Time, as far as we know, moves in only one direction. But in 2018, researchers found events in some of the gamma-ray burst pulses that repeated as if they were returning in time.
Today, new research provides an answer as to what might cause this time reversibility effect. If the waves in relativistic jets that produce gamma-ray bursts travel faster than light – at 'superluminal' speeds – one effect could be time reversibility.
Such accelerating waves may indeed be possible. We know that when light passes through a medium (like gas or plasma), its phase velocity is slightly slower than the speed of light in a vacuum and, as far as we know, the speed limit of the universe.
Consequently, the wave can travel through the jet burst of gamma rays at superluminal speeds without violating relativity. But to understand this, we need to look at the source of these flares.
Gamma-ray bursts are the most energetic explosions in the universe. They can last from a few milliseconds to several hours, they are unusually bright, and we do not yet have an exhaustive list of their causes.
We know from observations of colliding neutron stars in 2017 that these collisions can create gamma-ray bursts. Astronomers also believe that such bursts occur when a massive, rapidly spinning star falls into a black hole, violently ejecting material into the surrounding space in a colossal hypernova.
The black hole is surrounded by a cloud of accretion material around the equator; if it rotates fast enough, the recoil of the initially exploded material will result in the firing of relativistic jets from the polar regions, exploding through the outer shell of the progenitor star to create gamma-ray bursts.
Now let's go back to those waves that travel faster than light.
We know that when moving in a medium, particles can move faster than light. This phenomenon is responsible for the famous Cherenkov radiation, often perceived as a characteristic blue glow. This glow – a 'light boom' – occurs when charged particles, such as electrons, move faster than the phase velocity of light.

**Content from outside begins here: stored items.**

//! Per-column role flags, packed into the persisted bit layout.
//!
//! | bits  | meaning               |
//! |-------|-----------------------|
//! | 0     | optional (NULL)       |
//! | 1     | mandatory (NOT NULL)  |
//! | 2     | primary key           |
//! | 3     | alternate key         |
//! | 4..=8 | foreign key to table  |
//! | 9..=13| arrow set for table   |

use serde::{Deserialize, Serialize};
use std::fmt;

/// Number of tables a foreign key can point at.
pub const MAX_TABLES: usize = 5;

const OPTIONAL: u16 = 1 << 0;
const MANDATORY: u16 = 1 << 1;
const PRIMARY_KEY: u16 = 1 << 2;
const ALTERNATE_KEY: u16 = 1 << 3;
const FK_SHIFT: u16 = 4;
const ARROW_SHIFT: u16 = 9;
const FK_MASK: u16 = 0b11111 << FK_SHIFT;
const ARROW_MASK: u16 = 0b11111 << ARROW_SHIFT;
const VALID_MASK: u16 = (1 << 14) - 1;

#[derive(Debug, Clone, Copy, PartialEq, Eq, Hash, Default, Serialize, Deserialize)]
#[serde(transparent)]
pub struct AttributeState(u16);

impl AttributeState {
    pub const EMPTY: Self = Self(0);

    pub fn from_bits(bits: u16) -> Self {
        Self(bits)
    }

    pub fn bits(self) -> u16 {
        self.0
    }

    pub fn is_empty(self) -> bool {
        self.0 == 0
    }

    /// Bits above the documented layout.
    pub fn has_unknown_bits(self) -> bool {
        self.0 & !VALID_MASK != 0
    }

    pub fn is_optional(self) -> bool {
        self.0 & OPTIONAL != 0
    }

    pub fn is_mandatory(self) -> bool {
        self.0 & MANDATORY != 0
    }

    pub fn is_primary_key(self) -> bool {
        self.0 & PRIMARY_KEY != 0
    }

    pub fn is_alternate_key(self) -> bool {
        self.0 & ALTERNATE_KEY != 0
    }

    pub fn references(self, table: usize) -> bool {
        table < MAX_TABLES && self.0 & (1 << (FK_SHIFT as usize + table)) != 0
    }

    pub fn has_arrow(self, table: usize) -> bool {
        table < MAX_TABLES && self.0 & (1 << (ARROW_SHIFT as usize + table)) != 0
    }

    pub fn is_foreign_key(self) -> bool {
        self.0 & FK_MASK != 0
    }

    /// Tables this column references, ascending.
    pub fn foreign_key_targets(self) -> impl Iterator<Item = usize> {
        (0..MAX_TABLES).filter(move |&t| self.references(t))
    }

    /// Sets `OPTIONAL` and clears `MANDATORY`.
    pub fn set_optional(&mut self) {
        self.0 = (self.0 | OPTIONAL) & !MANDATORY;
    }

    /// Sets `MANDATORY` and clears `OPTIONAL`.
    pub fn set_mandatory(&mut self) {
        self.0 = (self.0 | MANDATORY) & !OPTIONAL;
    }

    pub fn clear_optionality(&mut self) {
        self.0 &= !(OPTIONAL | MANDATORY);
    }

    pub fn toggle_primary_key(&mut self) {
        self.0 ^= PRIMARY_KEY;
    }

    pub fn toggle_alternate_key(&mut self) {
        self.0 ^= ALTERNATE_KEY;
    }

    pub fn set_foreign_key(&mut self, table: usize) {
        if table < MAX_TABLES {
            self.0 |= 1 << (FK_SHIFT as usize + table);
        }
    }

    /// Removes the reference and its arrow.
    pub fn clear_foreign_key(&mut self, table: usize) {
        if table < MAX_TABLES {
            self.0 &= !(1 << (FK_SHIFT as usize + table));
            self.0 &= !(1 << (ARROW_SHIFT as usize + table));
        }
    }

    /// Confirms the reference direction. Ignored without the foreign key.
    pub fn set_arrow(&mut self, table: usize) {
        if self.references(table) {
            self.0 |= 1 << (ARROW_SHIFT as usize + table);
        }
    }

    pub fn clear_arrow(&mut self, table: usize) {
        if table < MAX_TABLES {
            self.0 &= !(1 << (ARROW_SHIFT as usize + table));
        }
    }

    /// Copy with arrows mirroring the foreign keys.
    pub fn with_auto_arrows(self) -> Self {
        let fks = (self.0 & FK_MASK) >> FK_SHIFT;
        Self((self.0 & !ARROW_MASK) | (fks << ARROW_SHIFT))
    }

    pub fn without_arrows(self) -> Self {
        Self(self.0 & !ARROW_MASK)
    }

    /// Arrow bits that have no foreign key underneath.
    pub fn dangling_arrows(self) -> u16 {
        let arrows = (self.0 & ARROW_MASK) >> ARROW_SHIFT;
        let fks = (self.0 & FK_MASK) >> FK_SHIFT;
        arrows & !fks
    }

    /// Foreign keys whose direction has not been confirmed.
    pub fn unconfirmed_references(self) -> impl Iterator<Item = usize> {
        (0..MAX_TABLES).filter(move |&t| self.references(t) && !self.has_arrow(t))
    }

    // Builder-style helpers for solution tables.

    pub fn primary_key() -> Self {
        Self(PRIMARY_KEY)
    }

    pub fn foreign_key(table: usize) -> Self {
        let mut state = Self::EMPTY;
        state.set_foreign_key(table);
        state.set_arrow(table);
        state
    }

    pub fn with_primary_key(mut self) -> Self {
        self.0 |= PRIMARY_KEY;
        self
    }

    pub fn with_alternate_key(mut self) -> Self {
        self.0 |= ALTERNATE_KEY;
        self
    }

    pub fn with_optional(mut self) -> Self {
        self.set_optional();
        self
    }

    pub fn with_mandatory(mut self) -> Self {
        self.set_mandatory();
        self
    }
}

impl fmt::Display for AttributeState {
    fn fmt(&self, f: &mut fmt::Formatter<'_>) -> fmt::Result {
        let mut parts: Vec<String> = Vec::new();
        if self.is_primary_key() {
            parts.push("PK".into());
        }
        if self.is_alternate_key() {
            parts.push("AK".into());
        }
        for t in self.foreign_key_targets() {
            let arrow = if self.has_arrow(t) { "->" } else { "-" };
            parts.push(format!("FK{}{}", arrow, t));
        }
        if self.is_optional() {
            parts.push("NULL".into());
        }
        if self.is_mandatory() {
            parts.push("NOT NULL".into());
        }
        if parts.is_empty() {
            write!(f, "-")
        } else {
            write!(f, "{}", parts.join(" "))
        }
    }
}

Astrophysicists John Hakkila of the College of Charleston and Robert Nemiroff of Michigan Technological University believe that the same effect can be observed in jets of gamma-ray bursts, and have performed mathematical simulations to demonstrate how this happens.
“In this model, a shock wave in an expanding gamma-ray jet is accelerated from light to superluminal speeds, or slows down from superluminal to light,” they write in their paper.
'The shock wave interacts with the environment, creating Cherenkov and / or other radiation when moving faster than the speed of light in that environment, and other mechanisms (such as thermally Compton or synchrotron shock radiation) when moving slower than the speed of light.
'These transitions create a backward time gamma-ray burst light curve in the process of doubling the relativistic image.'
This doubling of the relativistic image is believed to occur in Cherenkov detectors. When a charged particle moving at a speed close to the speed of light hits water, it moves faster than the Cherenkov radiation it generates, and therefore could hypothetically end up in two places at the same time: one image appears to move forward in time, and the other moves in the opposite direction.
Keep in mind this doubling has not yet been observed experimentally. But if this happens, it will create reversibility in time, observed on the light curves of gamma radiation, arising in the case when a shock wave passing through a reactive medium accelerates to speeds exceeding the speed of light, and slows down to light speeds.
The researchers hypothesized that the impactor responsible for creating the gamma-ray burst would be a large-scale wave caused by, say, a change in density or magnetic field. This will require further analysis.
“Standard GRB models neglect time-reversible light curve properties,” Hakkila said. “Superluminal jet motion explains these properties while retaining many of the model's standard characteristics.”
The study was published in the Astrophysical Journal.